Collected data:
::::
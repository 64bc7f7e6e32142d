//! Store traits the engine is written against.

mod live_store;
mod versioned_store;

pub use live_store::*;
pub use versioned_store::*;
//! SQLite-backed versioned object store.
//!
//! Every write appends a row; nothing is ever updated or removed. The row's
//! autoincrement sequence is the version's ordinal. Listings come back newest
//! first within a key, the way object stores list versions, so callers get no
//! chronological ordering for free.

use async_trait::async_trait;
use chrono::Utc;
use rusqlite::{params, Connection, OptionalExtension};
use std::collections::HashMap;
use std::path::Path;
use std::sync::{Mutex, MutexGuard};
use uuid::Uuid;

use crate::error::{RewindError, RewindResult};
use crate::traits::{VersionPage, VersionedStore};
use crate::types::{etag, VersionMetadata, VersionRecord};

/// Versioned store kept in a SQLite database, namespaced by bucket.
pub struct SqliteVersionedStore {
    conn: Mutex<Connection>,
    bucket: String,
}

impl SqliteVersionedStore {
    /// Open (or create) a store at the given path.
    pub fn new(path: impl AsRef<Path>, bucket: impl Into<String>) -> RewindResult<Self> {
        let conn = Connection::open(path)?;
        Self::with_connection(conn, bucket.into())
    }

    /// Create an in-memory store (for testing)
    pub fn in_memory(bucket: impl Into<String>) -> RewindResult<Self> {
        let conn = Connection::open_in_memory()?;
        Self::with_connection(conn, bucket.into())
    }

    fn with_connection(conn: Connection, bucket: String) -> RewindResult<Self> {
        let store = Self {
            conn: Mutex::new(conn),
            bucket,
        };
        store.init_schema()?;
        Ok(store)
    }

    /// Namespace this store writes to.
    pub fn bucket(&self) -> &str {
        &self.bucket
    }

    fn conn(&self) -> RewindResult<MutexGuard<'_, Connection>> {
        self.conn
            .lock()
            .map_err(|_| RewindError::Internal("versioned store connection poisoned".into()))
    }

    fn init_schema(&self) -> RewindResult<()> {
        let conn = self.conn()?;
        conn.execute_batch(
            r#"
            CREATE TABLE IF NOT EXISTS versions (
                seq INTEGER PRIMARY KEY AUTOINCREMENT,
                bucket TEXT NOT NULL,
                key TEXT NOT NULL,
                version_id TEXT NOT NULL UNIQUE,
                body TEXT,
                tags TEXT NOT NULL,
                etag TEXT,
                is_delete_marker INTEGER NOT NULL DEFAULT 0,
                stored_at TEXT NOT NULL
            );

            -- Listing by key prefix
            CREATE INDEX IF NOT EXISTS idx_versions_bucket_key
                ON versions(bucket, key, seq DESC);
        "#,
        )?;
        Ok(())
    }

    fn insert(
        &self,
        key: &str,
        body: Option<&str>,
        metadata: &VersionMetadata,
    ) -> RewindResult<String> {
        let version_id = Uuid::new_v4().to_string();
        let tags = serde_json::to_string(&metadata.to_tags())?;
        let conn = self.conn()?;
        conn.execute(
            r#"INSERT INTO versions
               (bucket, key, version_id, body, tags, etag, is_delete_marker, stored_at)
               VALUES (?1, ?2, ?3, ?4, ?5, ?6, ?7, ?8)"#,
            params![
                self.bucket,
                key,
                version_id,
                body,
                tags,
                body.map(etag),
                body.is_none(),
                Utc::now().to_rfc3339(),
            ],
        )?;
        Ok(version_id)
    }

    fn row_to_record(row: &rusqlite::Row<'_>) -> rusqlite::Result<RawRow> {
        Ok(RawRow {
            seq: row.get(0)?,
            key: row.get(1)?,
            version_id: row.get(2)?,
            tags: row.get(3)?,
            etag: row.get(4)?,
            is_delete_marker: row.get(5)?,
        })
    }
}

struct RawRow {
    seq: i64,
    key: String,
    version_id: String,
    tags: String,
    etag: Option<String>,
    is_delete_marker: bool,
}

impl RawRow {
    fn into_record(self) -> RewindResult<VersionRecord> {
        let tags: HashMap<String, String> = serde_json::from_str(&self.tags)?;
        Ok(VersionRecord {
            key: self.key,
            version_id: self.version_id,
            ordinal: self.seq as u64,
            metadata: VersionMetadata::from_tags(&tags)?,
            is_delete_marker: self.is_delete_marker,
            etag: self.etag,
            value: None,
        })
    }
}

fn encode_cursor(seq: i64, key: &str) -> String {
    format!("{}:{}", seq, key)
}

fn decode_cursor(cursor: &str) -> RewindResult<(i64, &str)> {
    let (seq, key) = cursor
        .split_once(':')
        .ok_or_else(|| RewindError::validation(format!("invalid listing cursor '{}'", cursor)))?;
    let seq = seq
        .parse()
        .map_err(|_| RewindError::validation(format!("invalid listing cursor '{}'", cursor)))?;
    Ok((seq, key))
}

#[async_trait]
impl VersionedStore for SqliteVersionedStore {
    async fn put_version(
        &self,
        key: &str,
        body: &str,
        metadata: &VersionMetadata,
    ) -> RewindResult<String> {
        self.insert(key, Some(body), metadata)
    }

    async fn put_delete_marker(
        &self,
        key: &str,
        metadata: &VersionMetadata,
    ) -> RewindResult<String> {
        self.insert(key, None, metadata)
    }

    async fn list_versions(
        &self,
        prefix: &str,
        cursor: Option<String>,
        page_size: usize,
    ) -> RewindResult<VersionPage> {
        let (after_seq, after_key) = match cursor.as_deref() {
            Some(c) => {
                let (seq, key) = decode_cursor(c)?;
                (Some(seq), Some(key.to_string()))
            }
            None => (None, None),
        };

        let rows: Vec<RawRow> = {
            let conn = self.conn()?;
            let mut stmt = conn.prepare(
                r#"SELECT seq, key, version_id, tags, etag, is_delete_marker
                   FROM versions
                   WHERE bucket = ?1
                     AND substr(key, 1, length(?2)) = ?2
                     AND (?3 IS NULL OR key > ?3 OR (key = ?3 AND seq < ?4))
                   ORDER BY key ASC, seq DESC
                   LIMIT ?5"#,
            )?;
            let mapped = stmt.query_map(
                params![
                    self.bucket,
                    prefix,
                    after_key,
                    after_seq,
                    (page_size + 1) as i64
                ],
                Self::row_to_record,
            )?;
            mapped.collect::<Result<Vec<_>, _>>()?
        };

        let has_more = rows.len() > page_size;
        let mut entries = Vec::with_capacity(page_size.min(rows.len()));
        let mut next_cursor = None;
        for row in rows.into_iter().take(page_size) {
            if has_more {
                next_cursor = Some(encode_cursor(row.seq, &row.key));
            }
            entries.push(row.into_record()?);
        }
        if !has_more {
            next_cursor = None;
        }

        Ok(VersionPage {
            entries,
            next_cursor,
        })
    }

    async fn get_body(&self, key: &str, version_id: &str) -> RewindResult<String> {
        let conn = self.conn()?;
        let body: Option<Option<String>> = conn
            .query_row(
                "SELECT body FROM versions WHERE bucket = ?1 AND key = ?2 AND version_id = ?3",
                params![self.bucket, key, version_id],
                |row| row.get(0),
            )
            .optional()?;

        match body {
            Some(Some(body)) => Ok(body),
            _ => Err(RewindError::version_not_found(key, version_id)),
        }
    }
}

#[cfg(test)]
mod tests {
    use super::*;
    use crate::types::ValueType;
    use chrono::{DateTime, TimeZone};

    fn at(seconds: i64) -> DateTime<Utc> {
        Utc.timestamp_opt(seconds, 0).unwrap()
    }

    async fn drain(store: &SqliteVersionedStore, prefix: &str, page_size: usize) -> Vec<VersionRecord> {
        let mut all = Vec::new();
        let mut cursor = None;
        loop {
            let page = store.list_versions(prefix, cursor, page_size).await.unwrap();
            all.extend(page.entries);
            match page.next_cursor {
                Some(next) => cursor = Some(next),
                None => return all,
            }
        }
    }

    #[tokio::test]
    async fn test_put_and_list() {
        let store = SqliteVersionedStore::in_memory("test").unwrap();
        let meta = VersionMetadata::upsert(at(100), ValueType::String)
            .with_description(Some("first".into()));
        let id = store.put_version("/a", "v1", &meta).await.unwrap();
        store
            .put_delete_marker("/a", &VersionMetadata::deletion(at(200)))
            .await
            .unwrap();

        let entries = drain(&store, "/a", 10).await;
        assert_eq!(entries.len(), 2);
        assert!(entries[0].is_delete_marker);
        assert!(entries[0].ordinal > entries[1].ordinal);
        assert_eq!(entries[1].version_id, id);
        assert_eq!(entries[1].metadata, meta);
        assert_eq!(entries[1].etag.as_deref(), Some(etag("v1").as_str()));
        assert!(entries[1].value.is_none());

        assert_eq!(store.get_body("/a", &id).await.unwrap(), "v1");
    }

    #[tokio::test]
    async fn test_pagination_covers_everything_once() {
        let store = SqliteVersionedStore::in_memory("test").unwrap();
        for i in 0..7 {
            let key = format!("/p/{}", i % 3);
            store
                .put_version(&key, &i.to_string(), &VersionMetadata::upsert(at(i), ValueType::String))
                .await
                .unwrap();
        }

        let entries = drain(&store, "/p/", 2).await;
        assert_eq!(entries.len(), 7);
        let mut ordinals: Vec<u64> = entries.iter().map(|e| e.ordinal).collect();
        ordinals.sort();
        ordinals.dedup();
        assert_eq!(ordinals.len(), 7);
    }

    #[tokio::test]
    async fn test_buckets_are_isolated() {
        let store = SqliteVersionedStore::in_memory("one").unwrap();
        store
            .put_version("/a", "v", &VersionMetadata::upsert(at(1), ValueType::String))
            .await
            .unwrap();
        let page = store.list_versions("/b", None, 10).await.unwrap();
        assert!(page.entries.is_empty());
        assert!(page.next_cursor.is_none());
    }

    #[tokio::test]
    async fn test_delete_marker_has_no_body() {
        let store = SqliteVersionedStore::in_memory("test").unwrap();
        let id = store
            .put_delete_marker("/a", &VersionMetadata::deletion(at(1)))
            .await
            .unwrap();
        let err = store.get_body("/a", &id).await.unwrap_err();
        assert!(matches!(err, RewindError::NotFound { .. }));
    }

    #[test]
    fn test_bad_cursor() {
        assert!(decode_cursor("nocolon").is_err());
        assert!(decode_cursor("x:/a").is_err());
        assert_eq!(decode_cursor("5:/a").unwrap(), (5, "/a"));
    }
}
::::
* [What you are asked to do]:
Your reply should be one number: how many lines in the records contain "VersionRecord".

* [Exercise answer]:
4